◆ WHAT THE TASK REQUIRES
Repeat verbatim only the lines from the opening of the material below through the one that contains "use crate::profile::ProjectileProfile;".
---------- DATA EXTRACTS ----------
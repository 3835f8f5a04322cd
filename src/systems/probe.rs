//! Collision probe - one straight-line query per simulated step.
//!
//! [`CollisionProbe`] applies a projectile profile's channel, complexity and
//! safe-launch policy to a [`LineTrace`] service. [`WorldTrace`] (and
//! [`WorldTrace2d`]) implement that service on top of avian's spatial query.

use bevy::prelude::*;

use crate::profile::ProjectileProfile;
use crate::types::{HitResult, LineTrace, TraceChannel, TraceComplexity, TraceParams};

/// Line queries for one projectile profile and launcher.
///
/// The ignore set is built once: the launcher first (when the profile asks
/// for a safe launch), then the caller's ignore list.
///
/// # Example
/// ```
/// use bevy::prelude::*;
/// use bevy_barrel_prediction::prelude::*;
///
/// let profile = ProjectileProfile::default();
/// let probe = CollisionProbe::new(&OpenSky, &profile, Some(Entity::PLACEHOLDER), &[]);
/// assert_eq!(probe.ignored(), &[Entity::PLACEHOLDER]);
/// assert!(probe.trace(Vec3::ZERO, Vec3::X).is_none());
/// ```
pub struct CollisionProbe<'a, W: ?Sized> {
    world: &'a W,
    channel: TraceChannel,
    complexity: TraceComplexity,
    ignored: Vec<Entity>,
}

impl<'a, W: LineTrace + ?Sized> CollisionProbe<'a, W> {
    pub fn new(
        world: &'a W,
        profile: &ProjectileProfile,
        launcher: Option<Entity>,
        ignored: &[Entity],
    ) -> Self {
        let mut ignore_set = Vec::with_capacity(ignored.len() + 1);
        if profile.safe_launch {
            ignore_set.extend(launcher);
        }
        ignore_set.extend_from_slice(ignored);

        Self {
            world,
            channel: profile.trace_channel,
            complexity: profile.trace_complexity,
            ignored: ignore_set,
        }
    }

    /// Actors this probe passes through.
    pub fn ignored(&self) -> &[Entity] {
        &self.ignored
    }

    /// Nearest blocking hit between `start` and `end`.
    pub fn trace(&self, start: Vec3, end: Vec3) -> Option<HitResult> {
        let params = TraceParams {
            channel: self.channel,
            complexity: self.complexity,
            return_physical_material: true,
            ignored: &self.ignored,
        };
        self.world.line_trace(start, end, &params)
    }
}

/// Single probe between two points, see [`CollisionProbe`].
pub fn probe<W: LineTrace + ?Sized>(
    world: &W,
    profile: &ProjectileProfile,
    launcher: Option<Entity>,
    start: Vec3,
    end: Vec3,
    ignored: &[Entity],
) -> Option<HitResult> {
    CollisionProbe::new(world, profile, launcher, ignored).trace(start, end)
}

/// Segments shorter than this are never traced.
const MIN_TRACE_LENGTH: f32 = 1e-6;

#[cfg(feature = "dim3")]
pub use self::dim3::WorldTrace;

#[cfg(feature = "dim3")]
mod dim3 {
    use avian3d::prelude::{ColliderOf, LayerMask, SpatialQuery, SpatialQueryFilter};
    use bevy::ecs::system::SystemParam;
    use bevy::prelude::*;

    use super::MIN_TRACE_LENGTH;
    use crate::components::{CollisionProxy, PhysicalSurface};
    use crate::types::{HitResult, LineTrace, TraceParams};

    /// [`LineTrace`] over the avian3d spatial query pipeline.
    ///
    /// Channels map to collision layer masks and [`CollisionProxy`] restricts
    /// colliders to one trace complexity. A collider attached to a rigid body
    /// reports that body as the hit actor, and is skipped when the body is
    /// ignored. [`PhysicalSurface`] is read from the collider, then its body.
    #[derive(SystemParam)]
    pub struct WorldTrace<'w, 's> {
        spatial_query: SpatialQuery<'w, 's>,
        attachments: Query<'w, 's, &'static ColliderOf>,
        proxies: Query<'w, 's, &'static CollisionProxy>,
        surfaces: Query<'w, 's, &'static PhysicalSurface>,
    }

    impl WorldTrace<'_, '_> {
        fn body_ignored(&self, collider: Entity, ignored: &[Entity]) -> bool {
            self.attachments
                .get(collider)
                .is_ok_and(|attached| ignored.contains(&attached.body))
        }

        fn owning_actor(&self, collider: Entity) -> Entity {
            self.attachments
                .get(collider)
                .map_or(collider, |attached| attached.body)
        }

        fn surface(&self, collider: Entity, actor: Entity) -> Option<PhysicalSurface> {
            self.surfaces
                .get(collider)
                .or_else(|_| self.surfaces.get(actor))
                .ok()
                .copied()
        }
    }

    impl LineTrace for WorldTrace<'_, '_> {
        fn line_trace(&self, start: Vec3, end: Vec3, params: &TraceParams<'_>) -> Option<HitResult> {
            let segment = end - start;
            let length = segment.length();
            if length < MIN_TRACE_LENGTH {
                return None;
            }
            let direction = Dir3::new(segment).ok()?;

            let filter = SpatialQueryFilter::from_mask(LayerMask(params.channel.0))
                .with_excluded_entities(params.ignored.iter().copied());
            let (complexity, ignored) = (params.complexity, params.ignored);

            let hit = self.spatial_query.cast_ray_predicate(
                start,
                direction,
                length,
                true, // solid
                &filter,
                &|entity| {
                    !self.body_ignored(entity, ignored)
                        && self
                            .proxies
                            .get(entity)
                            .map_or(true, |proxy| proxy.accepts(complexity))
                },
            )?;

            let location = start + *direction * hit.distance;
            let actor = self.owning_actor(hit.entity);
            let physical_material = if params.return_physical_material {
                self.surface(hit.entity, actor)
            } else {
                None
            };

            Some(HitResult {
                location,
                normal: hit.normal,
                time: (hit.distance / length).clamp(0.0, 1.0),
                distance: hit.distance,
                actor: Some(actor),
                physical_material,
            })
        }
    }
}

#[cfg(feature = "dim2")]
pub use self::dim2::WorldTrace2d;

#[cfg(feature = "dim2")]
mod dim2 {
    use avian2d::prelude::{ColliderOf, LayerMask, SpatialQuery, SpatialQueryFilter};
    use bevy::ecs::system::SystemParam;
    use bevy::prelude::*;

    use super::MIN_TRACE_LENGTH;
    use crate::components::{CollisionProxy, PhysicalSurface};
    use crate::types::{HitResult, LineTrace, TraceParams};

    /// [`LineTrace`] over the avian2d spatial query pipeline.
    ///
    /// Traces the segment projected onto the XY plane; the Z coordinate of
    /// the hit is interpolated along the full 3D segment.
    #[derive(SystemParam)]
    pub struct WorldTrace2d<'w, 's> {
        spatial_query: SpatialQuery<'w, 's>,
        attachments: Query<'w, 's, &'static ColliderOf>,
        proxies: Query<'w, 's, &'static CollisionProxy>,
        surfaces: Query<'w, 's, &'static PhysicalSurface>,
    }

    impl WorldTrace2d<'_, '_> {
        fn body_ignored(&self, collider: Entity, ignored: &[Entity]) -> bool {
            self.attachments
                .get(collider)
                .is_ok_and(|attached| ignored.contains(&attached.body))
        }

        fn owning_actor(&self, collider: Entity) -> Entity {
            self.attachments
                .get(collider)
                .map_or(collider, |attached| attached.body)
        }

        fn surface(&self, collider: Entity, actor: Entity) -> Option<PhysicalSurface> {
            self.surfaces
                .get(collider)
                .or_else(|_| self.surfaces.get(actor))
                .ok()
                .copied()
        }
    }

    impl LineTrace for WorldTrace2d<'_, '_> {
        fn line_trace(&self, start: Vec3, end: Vec3, params: &TraceParams<'_>) -> Option<HitResult> {
            let segment = (end - start).truncate();
            let length = segment.length();
            if length < MIN_TRACE_LENGTH {
                return None;
            }
            let direction = Dir2::new(segment).ok()?;

            let filter = SpatialQueryFilter::from_mask(LayerMask(params.channel.0))
                .with_excluded_entities(params.ignored.iter().copied());
            let (complexity, ignored) = (params.complexity, params.ignored);

            let hit = self.spatial_query.cast_ray_predicate(
                start.truncate(),
                direction,
                length,
                true, // solid
                &filter,
                &|entity| {
                    !self.body_ignored(entity, ignored)
                        && self
                            .proxies
                            .get(entity)
                            .map_or(true, |proxy| proxy.accepts(complexity))
                },
            )?;

            let time = (hit.distance / length).clamp(0.0, 1.0);
            let location = start.lerp(end, time);
            let actor = self.owning_actor(hit.entity);
            let physical_material = if params.return_physical_material {
                self.surface(hit.entity, actor)
            } else {
                None
            };

            Some(HitResult {
                location,
                normal: hit.normal.extend(0.0),
                time,
                distance: start.distance(location),
                actor: Some(actor),
                physical_material,
            })
        }
    }
}

#[cfg(test)]
mod tests {
    use super::*;
    use crate::profile::Inert;
    use crate::types::OpenSky;

    /// Records the parameters of every trace it answers.
    #[derive(Default)]
    struct Recorder {
        seen: std::cell::RefCell<Vec<(TraceChannel, TraceComplexity, bool, Vec<Entity>)>>,
    }

    impl LineTrace for Recorder {
        fn line_trace(&self, _start: Vec3, _end: Vec3, params: &TraceParams<'_>) -> Option<HitResult> {
            self.seen.borrow_mut().push((
                params.channel,
                params.complexity,
                params.return_physical_material,
                params.ignored.to_vec(),
            ));
            None
        }
    }

    fn entities(count: usize) -> Vec<Entity> {
        let mut world = World::new();
        (0..count).map(|_| world.spawn_empty().id()).collect()
    }

    #[test]
    fn test_safe_launch_ignores_launcher_first() {
        let ids = entities(3);
        let profile = ProjectileProfile::new(100.0, 100.0, Inert).with_safe_launch(true);
        let collision_probe = CollisionProbe::new(&OpenSky, &profile, Some(ids[0]), &ids[1..]);

        assert_eq!(collision_probe.ignored(), &ids[..]);
    }

    #[test]
    fn test_unsafe_launch_keeps_launcher_collidable() {
        let ids = entities(2);
        let profile = ProjectileProfile::new(100.0, 100.0, Inert).with_safe_launch(false);
        let recorder = Recorder::default();

        probe(&recorder, &profile, Some(ids[0]), Vec3::ZERO, Vec3::X, &ids[1..]);

        let seen = recorder.seen.borrow();
        assert_eq!(seen.len(), 1);
        assert_eq!(seen[0].3, vec![ids[1]]);
    }

    #[test]
    fn test_probe_forwards_profile_filters() {
        let profile = ProjectileProfile::new(100.0, 100.0, Inert)
            .with_trace_channel(TraceChannel::from_layer(2))
            .with_trace_complexity(TraceComplexity::Complex);
        let recorder = Recorder::default();

        probe(&recorder, &profile, None, Vec3::ZERO, Vec3::X, &[]);

        let seen = recorder.seen.borrow();
        assert_eq!(seen[0].0, TraceChannel::from_layer(2));
        assert_eq!(seen[0].1, TraceComplexity::Complex);
        assert!(seen[0].2, "physical material is always requested");
    }
}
----------
◆ SOLUTION BELOW
repository 3835f8f5a04322cd
filename src/systems/probe.rs
//! Collision probe - one straight-line query per simulated step.
//!
//! [`CollisionProbe`] applies a projectile profile's channel, complexity and
//! safe-launch policy to a [`LineTrace`] service. [`WorldTrace`] (and
//! [`WorldTrace2d`]) implement that service on top of avian's spatial query.

use bevy::prelude::*;

use crate::profile::ProjectileProfile;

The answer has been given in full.